▶ [Task details] A line below contains "serde_json::from_reader(file)", and a later one contains "pub fn course_token(&self)". Repeat both, with every line between them, exactly.
===== Supplied information
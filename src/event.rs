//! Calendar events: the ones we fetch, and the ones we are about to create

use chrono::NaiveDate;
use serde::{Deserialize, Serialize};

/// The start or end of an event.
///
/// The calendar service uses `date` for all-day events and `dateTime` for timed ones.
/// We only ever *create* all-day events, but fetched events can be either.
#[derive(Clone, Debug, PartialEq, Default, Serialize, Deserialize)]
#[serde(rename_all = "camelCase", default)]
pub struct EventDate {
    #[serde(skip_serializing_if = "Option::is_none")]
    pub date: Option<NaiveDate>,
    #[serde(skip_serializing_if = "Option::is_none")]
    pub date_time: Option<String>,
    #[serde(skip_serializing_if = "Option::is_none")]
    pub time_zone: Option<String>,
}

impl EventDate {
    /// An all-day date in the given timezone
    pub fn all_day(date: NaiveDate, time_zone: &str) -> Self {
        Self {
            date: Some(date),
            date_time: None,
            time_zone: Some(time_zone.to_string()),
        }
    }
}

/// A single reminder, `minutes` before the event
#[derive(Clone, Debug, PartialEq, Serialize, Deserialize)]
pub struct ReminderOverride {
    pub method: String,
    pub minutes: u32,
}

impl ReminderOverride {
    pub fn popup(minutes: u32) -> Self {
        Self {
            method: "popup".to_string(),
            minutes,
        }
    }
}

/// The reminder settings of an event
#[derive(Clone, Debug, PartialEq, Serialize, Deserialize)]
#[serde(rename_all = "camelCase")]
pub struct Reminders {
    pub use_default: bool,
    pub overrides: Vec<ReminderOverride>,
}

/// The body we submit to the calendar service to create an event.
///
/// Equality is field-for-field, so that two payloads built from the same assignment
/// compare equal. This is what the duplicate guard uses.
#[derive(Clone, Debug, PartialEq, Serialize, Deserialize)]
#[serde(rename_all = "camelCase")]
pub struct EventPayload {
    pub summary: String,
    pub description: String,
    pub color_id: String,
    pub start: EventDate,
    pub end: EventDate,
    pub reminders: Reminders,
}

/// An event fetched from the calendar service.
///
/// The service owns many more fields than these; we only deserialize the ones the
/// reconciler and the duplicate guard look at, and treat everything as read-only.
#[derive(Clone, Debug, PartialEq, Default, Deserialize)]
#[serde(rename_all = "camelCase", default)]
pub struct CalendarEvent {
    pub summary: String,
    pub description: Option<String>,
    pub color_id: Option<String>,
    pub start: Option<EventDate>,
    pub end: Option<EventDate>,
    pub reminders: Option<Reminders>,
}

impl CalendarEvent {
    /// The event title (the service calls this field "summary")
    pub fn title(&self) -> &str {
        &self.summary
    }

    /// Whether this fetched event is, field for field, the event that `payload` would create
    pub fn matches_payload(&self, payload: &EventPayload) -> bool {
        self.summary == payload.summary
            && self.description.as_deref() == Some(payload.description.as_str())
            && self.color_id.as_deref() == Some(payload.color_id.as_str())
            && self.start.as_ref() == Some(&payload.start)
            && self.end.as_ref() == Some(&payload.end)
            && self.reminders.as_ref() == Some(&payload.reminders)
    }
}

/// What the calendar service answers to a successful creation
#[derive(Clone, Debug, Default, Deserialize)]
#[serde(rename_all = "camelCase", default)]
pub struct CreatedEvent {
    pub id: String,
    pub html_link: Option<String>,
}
==========
===== Supplied information
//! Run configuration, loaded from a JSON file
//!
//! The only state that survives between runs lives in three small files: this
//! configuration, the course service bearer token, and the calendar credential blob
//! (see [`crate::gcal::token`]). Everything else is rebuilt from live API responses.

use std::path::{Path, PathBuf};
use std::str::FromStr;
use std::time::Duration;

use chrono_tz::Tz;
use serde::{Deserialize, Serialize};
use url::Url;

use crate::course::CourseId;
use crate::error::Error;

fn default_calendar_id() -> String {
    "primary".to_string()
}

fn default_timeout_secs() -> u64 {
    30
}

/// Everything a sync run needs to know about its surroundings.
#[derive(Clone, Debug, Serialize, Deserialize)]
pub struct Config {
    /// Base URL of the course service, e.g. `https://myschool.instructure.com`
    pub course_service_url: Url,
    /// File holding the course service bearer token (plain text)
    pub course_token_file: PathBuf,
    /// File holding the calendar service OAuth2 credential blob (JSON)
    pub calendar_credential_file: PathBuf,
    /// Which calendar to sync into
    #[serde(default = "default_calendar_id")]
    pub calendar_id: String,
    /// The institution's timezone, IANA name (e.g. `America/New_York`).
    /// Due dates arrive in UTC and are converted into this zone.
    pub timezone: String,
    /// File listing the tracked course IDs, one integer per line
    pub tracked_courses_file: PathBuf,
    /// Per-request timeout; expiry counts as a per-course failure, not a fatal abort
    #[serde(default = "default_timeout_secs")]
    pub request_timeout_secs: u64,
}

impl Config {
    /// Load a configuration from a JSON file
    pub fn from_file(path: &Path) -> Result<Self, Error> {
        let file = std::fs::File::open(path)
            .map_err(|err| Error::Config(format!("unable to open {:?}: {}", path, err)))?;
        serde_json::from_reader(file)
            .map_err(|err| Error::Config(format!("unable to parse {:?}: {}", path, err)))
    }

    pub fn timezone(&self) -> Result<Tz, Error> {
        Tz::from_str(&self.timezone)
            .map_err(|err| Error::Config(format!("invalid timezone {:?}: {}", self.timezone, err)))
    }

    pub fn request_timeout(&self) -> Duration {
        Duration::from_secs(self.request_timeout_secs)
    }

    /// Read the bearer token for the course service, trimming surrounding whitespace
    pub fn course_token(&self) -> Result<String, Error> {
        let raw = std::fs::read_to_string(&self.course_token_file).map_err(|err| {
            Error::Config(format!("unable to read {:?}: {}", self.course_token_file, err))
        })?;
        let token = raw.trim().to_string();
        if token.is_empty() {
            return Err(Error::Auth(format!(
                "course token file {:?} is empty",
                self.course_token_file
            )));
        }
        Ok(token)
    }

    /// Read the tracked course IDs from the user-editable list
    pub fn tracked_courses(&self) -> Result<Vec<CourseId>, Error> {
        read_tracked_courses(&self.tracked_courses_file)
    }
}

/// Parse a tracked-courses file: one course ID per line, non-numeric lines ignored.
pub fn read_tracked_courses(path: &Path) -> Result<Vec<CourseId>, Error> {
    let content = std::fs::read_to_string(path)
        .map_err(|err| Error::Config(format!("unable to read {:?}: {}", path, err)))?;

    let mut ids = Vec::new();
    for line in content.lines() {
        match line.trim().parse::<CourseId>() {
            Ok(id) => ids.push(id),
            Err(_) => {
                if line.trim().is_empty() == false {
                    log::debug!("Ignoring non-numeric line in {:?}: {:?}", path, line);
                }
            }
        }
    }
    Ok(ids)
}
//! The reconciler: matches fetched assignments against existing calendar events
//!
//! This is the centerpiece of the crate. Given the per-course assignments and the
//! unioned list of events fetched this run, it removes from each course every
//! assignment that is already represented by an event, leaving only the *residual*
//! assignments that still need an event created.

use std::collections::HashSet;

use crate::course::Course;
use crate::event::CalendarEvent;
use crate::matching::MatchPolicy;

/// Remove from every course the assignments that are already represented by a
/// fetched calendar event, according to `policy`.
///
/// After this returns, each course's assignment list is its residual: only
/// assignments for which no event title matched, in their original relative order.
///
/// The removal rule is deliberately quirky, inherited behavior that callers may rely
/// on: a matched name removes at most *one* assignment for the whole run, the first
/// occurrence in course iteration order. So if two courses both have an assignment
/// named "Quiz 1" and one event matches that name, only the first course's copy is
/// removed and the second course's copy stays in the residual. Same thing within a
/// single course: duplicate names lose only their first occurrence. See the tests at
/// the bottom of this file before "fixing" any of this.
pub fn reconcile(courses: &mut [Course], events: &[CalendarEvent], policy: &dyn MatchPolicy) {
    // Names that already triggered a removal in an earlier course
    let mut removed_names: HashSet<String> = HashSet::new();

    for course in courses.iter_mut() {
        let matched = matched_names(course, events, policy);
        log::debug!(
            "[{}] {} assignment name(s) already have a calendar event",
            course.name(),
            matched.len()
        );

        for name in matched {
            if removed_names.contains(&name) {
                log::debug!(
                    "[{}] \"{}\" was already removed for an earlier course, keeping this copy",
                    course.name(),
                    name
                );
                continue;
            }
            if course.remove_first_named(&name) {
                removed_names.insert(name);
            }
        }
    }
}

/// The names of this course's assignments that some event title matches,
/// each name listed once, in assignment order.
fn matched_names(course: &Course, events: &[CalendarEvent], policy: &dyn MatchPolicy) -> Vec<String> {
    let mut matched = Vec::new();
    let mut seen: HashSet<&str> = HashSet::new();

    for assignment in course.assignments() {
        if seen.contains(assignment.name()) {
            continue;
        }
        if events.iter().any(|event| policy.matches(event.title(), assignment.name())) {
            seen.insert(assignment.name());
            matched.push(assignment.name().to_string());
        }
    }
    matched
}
==========
===== Supplied information
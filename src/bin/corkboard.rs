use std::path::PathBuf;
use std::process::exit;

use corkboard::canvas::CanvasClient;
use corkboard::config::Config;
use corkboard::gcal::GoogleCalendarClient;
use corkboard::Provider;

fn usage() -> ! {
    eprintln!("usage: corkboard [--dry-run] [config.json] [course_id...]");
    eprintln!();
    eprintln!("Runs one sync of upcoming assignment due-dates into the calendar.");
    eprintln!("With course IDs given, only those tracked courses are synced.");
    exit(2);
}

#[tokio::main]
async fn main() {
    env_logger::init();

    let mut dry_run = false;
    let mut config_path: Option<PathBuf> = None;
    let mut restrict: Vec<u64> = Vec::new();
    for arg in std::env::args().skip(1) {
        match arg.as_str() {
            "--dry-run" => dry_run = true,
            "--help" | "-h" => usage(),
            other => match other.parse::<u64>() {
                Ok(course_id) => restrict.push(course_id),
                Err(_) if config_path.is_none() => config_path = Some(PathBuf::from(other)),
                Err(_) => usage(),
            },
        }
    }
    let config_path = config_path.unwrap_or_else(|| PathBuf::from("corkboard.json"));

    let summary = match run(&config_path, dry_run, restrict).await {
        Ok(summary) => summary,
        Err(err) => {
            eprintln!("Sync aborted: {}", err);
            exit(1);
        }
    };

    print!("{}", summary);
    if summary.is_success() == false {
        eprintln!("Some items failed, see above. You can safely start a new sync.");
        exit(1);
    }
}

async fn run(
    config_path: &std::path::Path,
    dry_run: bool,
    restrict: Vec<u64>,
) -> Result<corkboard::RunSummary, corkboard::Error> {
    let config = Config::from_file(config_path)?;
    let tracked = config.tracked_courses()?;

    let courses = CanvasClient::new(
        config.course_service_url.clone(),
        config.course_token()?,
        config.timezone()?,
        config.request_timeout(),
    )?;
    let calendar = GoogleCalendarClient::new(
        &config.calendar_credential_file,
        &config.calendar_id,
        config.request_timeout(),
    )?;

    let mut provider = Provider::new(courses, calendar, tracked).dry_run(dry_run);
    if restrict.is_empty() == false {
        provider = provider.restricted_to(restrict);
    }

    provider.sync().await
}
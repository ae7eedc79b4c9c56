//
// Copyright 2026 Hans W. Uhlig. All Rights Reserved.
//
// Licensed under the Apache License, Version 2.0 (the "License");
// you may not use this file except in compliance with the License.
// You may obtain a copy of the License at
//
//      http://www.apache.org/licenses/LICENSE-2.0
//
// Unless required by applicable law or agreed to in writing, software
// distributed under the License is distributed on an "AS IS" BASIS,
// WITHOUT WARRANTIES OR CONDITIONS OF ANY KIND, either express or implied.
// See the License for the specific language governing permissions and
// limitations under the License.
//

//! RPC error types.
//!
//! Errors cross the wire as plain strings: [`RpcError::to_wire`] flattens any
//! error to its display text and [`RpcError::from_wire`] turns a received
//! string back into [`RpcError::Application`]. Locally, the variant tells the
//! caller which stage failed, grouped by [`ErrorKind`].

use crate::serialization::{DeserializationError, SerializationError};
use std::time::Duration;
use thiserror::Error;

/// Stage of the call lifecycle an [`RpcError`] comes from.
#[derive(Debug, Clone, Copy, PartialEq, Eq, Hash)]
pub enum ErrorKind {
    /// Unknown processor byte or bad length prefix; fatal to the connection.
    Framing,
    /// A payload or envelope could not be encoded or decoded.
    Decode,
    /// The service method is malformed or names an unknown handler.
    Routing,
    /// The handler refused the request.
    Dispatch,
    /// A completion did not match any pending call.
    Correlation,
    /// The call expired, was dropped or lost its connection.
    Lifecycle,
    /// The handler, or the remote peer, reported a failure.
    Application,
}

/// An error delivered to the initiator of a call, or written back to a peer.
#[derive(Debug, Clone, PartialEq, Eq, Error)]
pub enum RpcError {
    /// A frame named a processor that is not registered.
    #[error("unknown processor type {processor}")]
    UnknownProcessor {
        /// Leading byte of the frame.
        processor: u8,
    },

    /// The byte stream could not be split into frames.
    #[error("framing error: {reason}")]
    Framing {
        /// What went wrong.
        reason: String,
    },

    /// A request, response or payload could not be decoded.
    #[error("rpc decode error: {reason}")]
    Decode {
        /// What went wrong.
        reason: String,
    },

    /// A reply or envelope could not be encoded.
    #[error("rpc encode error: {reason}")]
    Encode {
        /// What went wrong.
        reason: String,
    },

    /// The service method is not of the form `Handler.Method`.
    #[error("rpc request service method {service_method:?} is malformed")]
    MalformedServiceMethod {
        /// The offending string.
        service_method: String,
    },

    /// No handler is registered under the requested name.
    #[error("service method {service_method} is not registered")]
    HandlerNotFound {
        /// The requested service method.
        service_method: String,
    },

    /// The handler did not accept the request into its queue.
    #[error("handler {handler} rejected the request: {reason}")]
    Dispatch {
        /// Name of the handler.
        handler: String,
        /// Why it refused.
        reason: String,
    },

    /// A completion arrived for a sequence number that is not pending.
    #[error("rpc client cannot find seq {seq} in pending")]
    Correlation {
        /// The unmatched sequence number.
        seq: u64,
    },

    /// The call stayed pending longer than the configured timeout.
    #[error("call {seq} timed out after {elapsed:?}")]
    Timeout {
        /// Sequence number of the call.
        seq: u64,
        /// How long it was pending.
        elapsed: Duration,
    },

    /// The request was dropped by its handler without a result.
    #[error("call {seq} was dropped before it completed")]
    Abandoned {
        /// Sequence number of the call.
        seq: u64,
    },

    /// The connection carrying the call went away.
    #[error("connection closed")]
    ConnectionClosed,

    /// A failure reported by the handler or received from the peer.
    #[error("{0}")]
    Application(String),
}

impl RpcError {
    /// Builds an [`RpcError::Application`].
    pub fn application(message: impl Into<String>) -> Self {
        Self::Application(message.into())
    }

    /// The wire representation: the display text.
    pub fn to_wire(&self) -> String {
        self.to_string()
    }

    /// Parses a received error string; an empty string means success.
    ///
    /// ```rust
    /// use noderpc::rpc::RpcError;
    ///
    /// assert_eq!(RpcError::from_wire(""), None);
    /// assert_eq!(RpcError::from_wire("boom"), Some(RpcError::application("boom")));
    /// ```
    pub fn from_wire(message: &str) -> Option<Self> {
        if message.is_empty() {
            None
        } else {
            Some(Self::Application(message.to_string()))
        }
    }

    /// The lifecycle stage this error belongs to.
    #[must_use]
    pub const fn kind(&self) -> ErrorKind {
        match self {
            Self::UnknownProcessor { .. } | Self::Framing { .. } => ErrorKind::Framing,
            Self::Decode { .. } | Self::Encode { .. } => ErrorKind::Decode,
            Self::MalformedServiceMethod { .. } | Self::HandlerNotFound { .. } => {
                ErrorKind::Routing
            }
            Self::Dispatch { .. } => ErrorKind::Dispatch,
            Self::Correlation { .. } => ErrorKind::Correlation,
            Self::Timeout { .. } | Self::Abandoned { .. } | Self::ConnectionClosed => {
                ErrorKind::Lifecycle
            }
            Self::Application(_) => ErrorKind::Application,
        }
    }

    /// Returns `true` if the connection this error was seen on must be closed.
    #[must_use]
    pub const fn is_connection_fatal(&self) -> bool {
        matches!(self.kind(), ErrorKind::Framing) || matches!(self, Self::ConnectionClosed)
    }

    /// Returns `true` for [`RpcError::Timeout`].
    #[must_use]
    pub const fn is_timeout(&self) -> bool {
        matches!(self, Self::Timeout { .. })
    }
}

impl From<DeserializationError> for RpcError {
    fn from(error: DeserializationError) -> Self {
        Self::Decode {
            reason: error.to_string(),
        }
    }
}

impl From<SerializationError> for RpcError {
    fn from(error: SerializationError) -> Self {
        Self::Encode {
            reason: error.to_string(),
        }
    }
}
==========
▶ [Answer section]
        serde_json::from_reader(file)
            .map_err(|err| Error::Config(format!("unable to parse {:?}: {}", path, err)))
    }

    pub fn timezone(&self) -> Result<Tz, Error> {
        Tz::from_str(&self.timezone)
            .map_err(|err| Error::Config(format!("invalid timezone {:?}: {}", self.timezone, err)))
    }

    pub fn request_timeout(&self) -> Duration {
        Duration::from_secs(self.request_timeout_secs)
    }

    /// Read the bearer token for the course service, trimming surrounding whitespace
    pub fn course_token(&self) -> Result<String, Error> {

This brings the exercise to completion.